Start of Given records
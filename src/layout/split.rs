use serde::{Deserialize, Serialize};

pub const MIN_RATIO: f64 = 20.0;
pub const MAX_RATIO: f64 = 80.0;
const DEFAULT_RATIO: f64 = 50.0;

#[derive(
    Serialize,
    Deserialize,
    Clone,
    Copy,
    Debug,
    Default,
    PartialEq,
    Eq,
    strum::Display,
    strum::AsRefStr,
    strum::EnumString,
)]
#[serde(rename_all = "lowercase")]
#[strum(serialize_all = "lowercase")]
pub enum ViewMode {
    Editor,
    #[default]
    Split,
    Preview,
}

#[derive(Clone, Copy, Debug, PartialEq)]
pub struct SplitLayout {
    /// Width of the editor pane, as a percentage of the viewport.
    pub ratio_percent: f64,
    pub dragging: bool,
}

/// Two-pane layout state. The ratio never leaves `[MIN_RATIO, MAX_RATIO]` so both
/// panes keep a usable width.
#[derive(Clone, Debug)]
pub struct SplitViewController {
    layout: SplitLayout,
    mode: ViewMode,
}

impl Default for SplitViewController {
    fn default() -> Self {
        Self::new()
    }
}

impl SplitViewController {
    pub fn new() -> Self {
        Self {
            layout: SplitLayout {
                ratio_percent: DEFAULT_RATIO,
                dragging: false,
            },
            mode: ViewMode::Split,
        }
    }

    pub fn layout(&self) -> SplitLayout {
        self.layout
    }

    pub fn ratio(&self) -> f64 {
        self.layout.ratio_percent
    }

    pub fn is_dragging(&self) -> bool {
        self.layout.dragging
    }

    pub fn mode(&self) -> ViewMode {
        self.mode
    }

    pub fn set_mode(&mut self, mode: ViewMode) {
        self.mode = mode;
    }

    /// Whether the editor and the preview are both on screen.
    pub fn both_panes_visible(&self) -> bool {
        self.mode == ViewMode::Split
    }

    /// Apply `percent`, clamped into the allowed band. Non-finite input is ignored.
    /// Returns the stored ratio.
    pub fn set_ratio(&mut self, percent: f64) -> f64 {
        if !percent.is_finite() {
            return self.layout.ratio_percent;
        }
        let clamped = percent.clamp(MIN_RATIO, MAX_RATIO);
        if clamped != percent {
            tracing::trace!(requested = percent, applied = clamped, "split ratio clamped");
        }
        self.layout.ratio_percent = clamped;
        clamped
    }

    pub fn reset_ratio(&mut self) -> f64 {
        self.set_ratio(DEFAULT_RATIO)
    }

    pub fn begin_drag(&mut self) {
        self.layout.dragging = true;
    }

    /// Track the pointer while a drag is active. Outside a drag this does nothing.
    pub fn pointer_move(&mut self, pointer_x: f64, viewport_width: f64) -> Option<f64> {
        if !self.layout.dragging || viewport_width.is_nan() || viewport_width <= 0.0 {
            return None;
        }
        Some(self.set_ratio(100.0 * pointer_x / viewport_width))
    }

    pub fn end_drag(&mut self) {
        self.layout.dragging = false;
    }

    pub fn pointer_cancel(&mut self) {
        self.end_drag();
    }
}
End of Given records
__About this exercise__:
Using the exact wording, transcribe all the records above.

__Your solution__:
filename src/layout/split.rs
use serde::{Deserialize, Serialize};

pub const MIN_RATIO: f64 = 20.0;
pub const MAX_RATIO: f64 = 80.0;
const DEFAULT_RATIO: f64 = 50.0;

#[derive(
    Serialize,
    Deserialize,
    Clone,
    Copy,
    Debug,
    Default,
    PartialEq,
    Eq,
    strum::Display,
    strum::AsRefStr,
    strum::EnumString,
)]
#[serde(rename_all = "lowercase")]
#[strum(serialize_all = "lowercase")]
pub enum ViewMode {
    Editor,
    #[default]
    Split,
    Preview,
}

#[derive(Clone, Copy, Debug, PartialEq)]
pub struct SplitLayout {
    /// Width of the editor pane, as a percentage of the viewport.
    pub ratio_percent: f64,
    pub dragging: bool,
}

/// Two-pane layout state. The ratio never leaves `[MIN_RATIO, MAX_RATIO]` so both
/// panes keep a usable width.
#[derive(Clone, Debug)]
pub struct SplitViewController {
    layout: SplitLayout,
    mode: ViewMode,
}

impl Default for SplitViewController {
    fn default() -> Self {
        Self::new()
    }
}

impl SplitViewController {
    pub fn new() -> Self {
        Self {
            layout: SplitLayout {
                ratio_percent: DEFAULT_RATIO,
                dragging: false,
            },
            mode: ViewMode::Split,
        }
    }

    pub fn layout(&self) -> SplitLayout {
        self.layout
    }

    pub fn ratio(&self) -> f64 {
        self.layout.ratio_percent
    }

    pub fn is_dragging(&self) -> bool {
        self.layout.dragging
    }

    pub fn mode(&self) -> ViewMode {
        self.mode
    }

    pub fn set_mode(&mut self, mode: ViewMode) {
        self.mode = mode;
    }

    /// Whether the editor and the preview are both on screen.
    pub fn both_panes_visible(&self) -> bool {
        self.mode == ViewMode::Split
    }

    /// Apply `percent`, clamped into the allowed band. Non-finite input is ignored.
    /// Returns the stored ratio.
    pub fn set_ratio(&mut self, percent: f64) -> f64 {
        if !percent.is_finite() {
            return self.layout.ratio_percent;
        }
        let clamped = percent.clamp(MIN_RATIO, MAX_RATIO);
        if clamped != percent {
            tracing::trace!(requested = percent, applied = clamped, "split ratio clamped");
        }
        self.layout.ratio_percent = clamped;
        clamped
    }

    pub fn reset_ratio(&mut self) -> f64 {
        self.set_ratio(DEFAULT_RATIO)
    }

    pub fn begin_drag(&mut self) {
        self.layout.dragging = true;
    }

    /// Track the pointer while a drag is active. Outside a drag this does nothing.
    pub fn pointer_move(&mut self, pointer_x: f64, viewport_width: f64) -> Option<f64> {
        if !self.layout.dragging || viewport_width.is_nan() || viewport_width <= 0.0 {
            return None;
        }
        Some(self.set_ratio(100.0 * pointer_x / viewport_width))
    }

    pub fn end_drag(&mut self) {
        self.layout.dragging = false;
    }

    pub fn pointer_cancel(&mut self) {
        self.end_drag();
    }
}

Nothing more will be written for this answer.